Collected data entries
______
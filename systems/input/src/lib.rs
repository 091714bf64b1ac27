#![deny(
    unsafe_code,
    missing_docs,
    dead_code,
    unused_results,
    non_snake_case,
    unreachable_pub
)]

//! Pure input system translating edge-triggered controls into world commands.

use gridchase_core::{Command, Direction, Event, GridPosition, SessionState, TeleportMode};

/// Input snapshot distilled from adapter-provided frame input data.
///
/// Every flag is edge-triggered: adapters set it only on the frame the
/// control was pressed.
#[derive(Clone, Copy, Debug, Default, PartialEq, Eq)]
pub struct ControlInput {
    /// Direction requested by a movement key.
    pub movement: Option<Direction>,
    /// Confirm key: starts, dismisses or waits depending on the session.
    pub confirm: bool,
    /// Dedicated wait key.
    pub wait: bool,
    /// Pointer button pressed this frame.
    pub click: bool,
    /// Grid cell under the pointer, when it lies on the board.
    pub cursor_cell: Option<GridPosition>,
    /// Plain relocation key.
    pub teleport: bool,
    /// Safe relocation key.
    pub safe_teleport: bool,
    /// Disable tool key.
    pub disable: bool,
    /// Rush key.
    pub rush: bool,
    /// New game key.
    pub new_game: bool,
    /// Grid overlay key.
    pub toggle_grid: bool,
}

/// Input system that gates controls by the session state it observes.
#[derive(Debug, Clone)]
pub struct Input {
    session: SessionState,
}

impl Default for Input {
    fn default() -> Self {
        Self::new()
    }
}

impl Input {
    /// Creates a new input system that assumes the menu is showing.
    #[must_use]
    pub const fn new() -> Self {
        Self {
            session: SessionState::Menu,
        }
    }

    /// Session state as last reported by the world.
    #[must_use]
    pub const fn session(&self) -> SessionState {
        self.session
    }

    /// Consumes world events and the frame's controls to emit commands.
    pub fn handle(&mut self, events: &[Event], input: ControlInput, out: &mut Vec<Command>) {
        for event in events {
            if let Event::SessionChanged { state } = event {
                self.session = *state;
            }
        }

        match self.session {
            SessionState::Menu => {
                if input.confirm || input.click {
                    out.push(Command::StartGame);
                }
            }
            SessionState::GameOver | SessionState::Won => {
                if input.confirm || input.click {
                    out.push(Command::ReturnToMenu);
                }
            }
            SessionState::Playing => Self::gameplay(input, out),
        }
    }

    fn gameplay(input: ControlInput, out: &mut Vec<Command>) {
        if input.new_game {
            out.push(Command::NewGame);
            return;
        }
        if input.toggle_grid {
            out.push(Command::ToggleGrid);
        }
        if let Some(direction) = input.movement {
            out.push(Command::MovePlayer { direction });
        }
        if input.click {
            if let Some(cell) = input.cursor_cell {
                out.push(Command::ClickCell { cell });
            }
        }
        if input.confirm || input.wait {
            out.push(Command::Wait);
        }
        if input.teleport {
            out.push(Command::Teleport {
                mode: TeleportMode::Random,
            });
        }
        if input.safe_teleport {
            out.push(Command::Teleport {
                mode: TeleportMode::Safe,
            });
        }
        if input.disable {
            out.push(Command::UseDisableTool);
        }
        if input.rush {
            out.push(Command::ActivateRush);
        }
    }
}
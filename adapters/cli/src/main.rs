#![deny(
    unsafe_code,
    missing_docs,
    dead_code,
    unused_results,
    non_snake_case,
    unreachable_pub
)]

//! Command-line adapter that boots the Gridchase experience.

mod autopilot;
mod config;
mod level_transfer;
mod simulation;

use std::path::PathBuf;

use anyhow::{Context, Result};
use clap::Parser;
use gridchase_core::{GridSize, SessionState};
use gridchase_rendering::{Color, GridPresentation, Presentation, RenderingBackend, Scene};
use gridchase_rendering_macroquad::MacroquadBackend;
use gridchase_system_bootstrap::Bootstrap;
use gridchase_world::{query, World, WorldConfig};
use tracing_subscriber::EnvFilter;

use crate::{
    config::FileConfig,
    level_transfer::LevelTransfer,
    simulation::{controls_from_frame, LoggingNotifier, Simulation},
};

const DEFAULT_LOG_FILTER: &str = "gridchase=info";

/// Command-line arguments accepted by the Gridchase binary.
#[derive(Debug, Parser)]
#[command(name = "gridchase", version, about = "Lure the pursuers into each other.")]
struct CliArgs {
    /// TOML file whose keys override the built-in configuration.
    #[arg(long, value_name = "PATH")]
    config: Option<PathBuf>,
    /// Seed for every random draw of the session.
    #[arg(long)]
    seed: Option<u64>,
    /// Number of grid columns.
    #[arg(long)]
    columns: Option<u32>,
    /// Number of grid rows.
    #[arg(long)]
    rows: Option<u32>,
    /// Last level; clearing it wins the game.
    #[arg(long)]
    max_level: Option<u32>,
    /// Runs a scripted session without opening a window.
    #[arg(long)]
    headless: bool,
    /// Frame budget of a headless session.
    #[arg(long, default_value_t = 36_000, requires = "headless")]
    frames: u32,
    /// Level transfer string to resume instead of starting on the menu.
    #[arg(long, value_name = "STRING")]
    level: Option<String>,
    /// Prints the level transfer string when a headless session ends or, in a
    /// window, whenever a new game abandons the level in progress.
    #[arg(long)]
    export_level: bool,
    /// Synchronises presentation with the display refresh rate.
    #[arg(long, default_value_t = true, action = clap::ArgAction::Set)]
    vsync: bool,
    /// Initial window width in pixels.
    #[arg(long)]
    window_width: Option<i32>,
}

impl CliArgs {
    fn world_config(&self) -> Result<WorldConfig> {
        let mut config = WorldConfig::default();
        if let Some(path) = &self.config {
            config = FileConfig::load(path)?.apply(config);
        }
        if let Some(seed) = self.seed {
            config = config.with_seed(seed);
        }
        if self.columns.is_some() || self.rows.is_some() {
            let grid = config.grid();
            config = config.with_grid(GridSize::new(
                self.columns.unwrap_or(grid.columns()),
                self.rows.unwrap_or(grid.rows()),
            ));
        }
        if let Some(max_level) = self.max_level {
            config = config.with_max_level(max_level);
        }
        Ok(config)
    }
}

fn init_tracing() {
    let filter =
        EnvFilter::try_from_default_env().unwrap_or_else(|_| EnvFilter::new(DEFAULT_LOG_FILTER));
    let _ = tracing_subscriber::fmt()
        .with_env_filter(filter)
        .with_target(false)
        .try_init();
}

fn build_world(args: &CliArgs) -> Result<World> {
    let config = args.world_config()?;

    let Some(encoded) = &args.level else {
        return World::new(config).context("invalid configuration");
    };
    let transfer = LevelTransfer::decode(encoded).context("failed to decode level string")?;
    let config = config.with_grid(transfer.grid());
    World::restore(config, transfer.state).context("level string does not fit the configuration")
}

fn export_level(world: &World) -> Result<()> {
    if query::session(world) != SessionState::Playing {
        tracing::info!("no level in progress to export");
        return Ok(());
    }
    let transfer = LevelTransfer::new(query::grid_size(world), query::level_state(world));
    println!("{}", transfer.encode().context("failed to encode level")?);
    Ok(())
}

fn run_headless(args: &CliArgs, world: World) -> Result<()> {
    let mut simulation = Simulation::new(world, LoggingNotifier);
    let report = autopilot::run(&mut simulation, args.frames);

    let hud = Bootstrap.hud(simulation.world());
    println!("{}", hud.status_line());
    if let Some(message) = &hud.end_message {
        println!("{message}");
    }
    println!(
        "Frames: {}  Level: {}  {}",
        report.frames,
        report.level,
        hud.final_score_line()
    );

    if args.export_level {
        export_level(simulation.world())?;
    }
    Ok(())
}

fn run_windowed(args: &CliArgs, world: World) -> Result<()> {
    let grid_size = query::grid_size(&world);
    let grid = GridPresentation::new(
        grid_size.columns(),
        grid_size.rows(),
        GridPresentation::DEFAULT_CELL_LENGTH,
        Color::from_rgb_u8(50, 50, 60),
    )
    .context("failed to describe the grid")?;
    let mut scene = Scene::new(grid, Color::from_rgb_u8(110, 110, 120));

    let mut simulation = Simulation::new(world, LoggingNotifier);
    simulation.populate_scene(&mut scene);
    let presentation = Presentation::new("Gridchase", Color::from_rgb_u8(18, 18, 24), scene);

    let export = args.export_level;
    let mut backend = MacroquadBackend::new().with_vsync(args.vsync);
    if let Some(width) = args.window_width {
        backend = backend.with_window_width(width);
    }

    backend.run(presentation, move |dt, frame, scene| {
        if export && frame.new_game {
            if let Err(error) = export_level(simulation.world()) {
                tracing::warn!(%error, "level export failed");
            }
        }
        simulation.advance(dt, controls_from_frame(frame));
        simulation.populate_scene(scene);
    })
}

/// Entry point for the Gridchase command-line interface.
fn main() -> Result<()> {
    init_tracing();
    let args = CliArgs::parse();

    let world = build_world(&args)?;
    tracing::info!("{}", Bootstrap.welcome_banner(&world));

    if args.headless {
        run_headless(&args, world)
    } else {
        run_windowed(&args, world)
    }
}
______
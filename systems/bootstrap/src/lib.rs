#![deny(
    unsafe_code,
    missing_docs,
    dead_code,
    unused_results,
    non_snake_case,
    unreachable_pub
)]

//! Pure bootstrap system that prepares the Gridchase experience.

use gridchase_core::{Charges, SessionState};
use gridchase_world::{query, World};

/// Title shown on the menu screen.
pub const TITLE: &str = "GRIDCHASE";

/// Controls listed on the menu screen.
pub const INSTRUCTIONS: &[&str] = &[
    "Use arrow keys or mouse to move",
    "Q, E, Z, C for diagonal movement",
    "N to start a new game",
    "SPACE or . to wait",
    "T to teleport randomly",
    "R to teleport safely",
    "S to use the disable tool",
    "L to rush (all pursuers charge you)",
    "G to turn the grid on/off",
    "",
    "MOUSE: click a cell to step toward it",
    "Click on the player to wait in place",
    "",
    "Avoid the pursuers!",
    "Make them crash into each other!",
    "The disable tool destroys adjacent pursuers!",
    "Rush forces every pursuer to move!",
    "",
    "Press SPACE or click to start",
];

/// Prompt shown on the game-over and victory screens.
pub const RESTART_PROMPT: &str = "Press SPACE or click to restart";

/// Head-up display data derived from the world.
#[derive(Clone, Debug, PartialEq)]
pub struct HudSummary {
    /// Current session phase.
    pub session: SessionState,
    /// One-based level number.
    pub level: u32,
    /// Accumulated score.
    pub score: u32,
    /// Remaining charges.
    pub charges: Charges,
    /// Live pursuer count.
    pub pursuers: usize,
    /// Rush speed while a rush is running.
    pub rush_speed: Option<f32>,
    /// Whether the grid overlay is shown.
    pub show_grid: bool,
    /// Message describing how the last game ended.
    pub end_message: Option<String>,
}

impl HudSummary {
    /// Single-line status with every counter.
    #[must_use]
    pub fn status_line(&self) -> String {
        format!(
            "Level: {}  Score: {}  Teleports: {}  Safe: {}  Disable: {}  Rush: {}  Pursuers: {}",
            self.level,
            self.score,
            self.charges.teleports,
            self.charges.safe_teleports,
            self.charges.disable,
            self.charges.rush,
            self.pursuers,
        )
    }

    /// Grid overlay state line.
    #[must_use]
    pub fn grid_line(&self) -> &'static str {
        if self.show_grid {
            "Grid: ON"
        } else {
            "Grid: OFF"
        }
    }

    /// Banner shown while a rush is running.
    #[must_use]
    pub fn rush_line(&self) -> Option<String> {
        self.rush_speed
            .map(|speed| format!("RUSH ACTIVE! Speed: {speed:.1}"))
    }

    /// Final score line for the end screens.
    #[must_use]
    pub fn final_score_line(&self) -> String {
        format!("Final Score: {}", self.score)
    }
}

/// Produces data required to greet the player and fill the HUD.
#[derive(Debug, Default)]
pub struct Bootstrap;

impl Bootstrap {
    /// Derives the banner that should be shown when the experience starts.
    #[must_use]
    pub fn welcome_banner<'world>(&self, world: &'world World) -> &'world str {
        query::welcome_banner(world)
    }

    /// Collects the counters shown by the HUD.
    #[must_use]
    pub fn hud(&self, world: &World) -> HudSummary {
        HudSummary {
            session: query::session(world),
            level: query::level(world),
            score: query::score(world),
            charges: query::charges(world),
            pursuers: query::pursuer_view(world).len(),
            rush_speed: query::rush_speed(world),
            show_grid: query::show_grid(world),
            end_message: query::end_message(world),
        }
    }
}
______
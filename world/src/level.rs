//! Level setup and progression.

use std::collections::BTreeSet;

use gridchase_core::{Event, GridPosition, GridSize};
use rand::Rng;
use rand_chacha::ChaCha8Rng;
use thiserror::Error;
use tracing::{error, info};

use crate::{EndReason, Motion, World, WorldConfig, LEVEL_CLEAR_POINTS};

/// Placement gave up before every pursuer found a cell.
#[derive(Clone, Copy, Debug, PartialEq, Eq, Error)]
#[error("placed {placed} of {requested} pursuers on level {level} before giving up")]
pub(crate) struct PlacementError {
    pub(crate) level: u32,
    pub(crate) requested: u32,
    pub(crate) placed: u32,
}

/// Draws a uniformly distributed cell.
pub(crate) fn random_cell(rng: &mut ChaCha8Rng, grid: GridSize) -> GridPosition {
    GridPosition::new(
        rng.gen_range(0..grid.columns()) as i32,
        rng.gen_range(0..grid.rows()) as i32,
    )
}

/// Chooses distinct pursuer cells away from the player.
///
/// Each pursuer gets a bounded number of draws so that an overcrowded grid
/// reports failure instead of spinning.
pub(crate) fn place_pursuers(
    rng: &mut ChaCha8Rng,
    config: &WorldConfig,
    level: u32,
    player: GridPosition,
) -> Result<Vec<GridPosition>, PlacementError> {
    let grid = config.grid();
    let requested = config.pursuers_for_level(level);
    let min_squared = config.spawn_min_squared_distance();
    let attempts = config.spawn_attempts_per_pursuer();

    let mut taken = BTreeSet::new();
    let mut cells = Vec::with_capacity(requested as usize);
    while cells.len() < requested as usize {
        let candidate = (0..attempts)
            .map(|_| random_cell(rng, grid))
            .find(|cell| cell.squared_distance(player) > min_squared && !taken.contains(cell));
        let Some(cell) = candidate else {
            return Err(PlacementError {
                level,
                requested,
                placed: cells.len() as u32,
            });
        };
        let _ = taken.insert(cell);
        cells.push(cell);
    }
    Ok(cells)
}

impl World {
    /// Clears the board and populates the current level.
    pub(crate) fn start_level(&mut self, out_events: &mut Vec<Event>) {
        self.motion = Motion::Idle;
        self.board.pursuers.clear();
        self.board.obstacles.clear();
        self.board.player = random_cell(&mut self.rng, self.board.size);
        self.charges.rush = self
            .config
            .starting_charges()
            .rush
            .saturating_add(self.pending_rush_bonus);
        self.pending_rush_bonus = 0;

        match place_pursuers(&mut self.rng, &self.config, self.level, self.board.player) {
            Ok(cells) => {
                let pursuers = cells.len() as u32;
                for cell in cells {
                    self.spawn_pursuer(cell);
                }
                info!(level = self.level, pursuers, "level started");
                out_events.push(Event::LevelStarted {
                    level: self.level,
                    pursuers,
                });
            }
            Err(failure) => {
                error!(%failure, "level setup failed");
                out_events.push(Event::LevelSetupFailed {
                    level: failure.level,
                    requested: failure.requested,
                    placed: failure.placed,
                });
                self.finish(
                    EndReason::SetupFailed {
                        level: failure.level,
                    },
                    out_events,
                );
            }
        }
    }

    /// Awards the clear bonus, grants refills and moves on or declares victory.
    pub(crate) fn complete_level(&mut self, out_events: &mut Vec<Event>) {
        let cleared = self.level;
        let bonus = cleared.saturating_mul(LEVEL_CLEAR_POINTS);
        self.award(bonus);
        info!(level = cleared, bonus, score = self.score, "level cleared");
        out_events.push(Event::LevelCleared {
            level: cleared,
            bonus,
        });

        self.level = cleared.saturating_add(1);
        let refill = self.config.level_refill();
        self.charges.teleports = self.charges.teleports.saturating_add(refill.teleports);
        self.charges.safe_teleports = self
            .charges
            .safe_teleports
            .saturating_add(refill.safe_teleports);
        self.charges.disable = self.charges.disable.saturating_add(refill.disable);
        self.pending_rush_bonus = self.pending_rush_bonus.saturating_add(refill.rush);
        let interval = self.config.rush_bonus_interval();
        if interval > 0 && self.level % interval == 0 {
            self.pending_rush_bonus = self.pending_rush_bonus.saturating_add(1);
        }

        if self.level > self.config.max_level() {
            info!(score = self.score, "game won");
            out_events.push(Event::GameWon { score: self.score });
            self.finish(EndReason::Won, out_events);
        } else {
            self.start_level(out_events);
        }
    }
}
______
Work required -
Look through the entries above. Copy out every line holding the word "failure".

Exercise answer -
/// reports failure instead of spinning.
            Err(failure) => {
                error!(%failure, "level setup failed");
                    level: failure.level,
                    requested: failure.requested,
                    placed: failure.placed,
                        level: failure.level,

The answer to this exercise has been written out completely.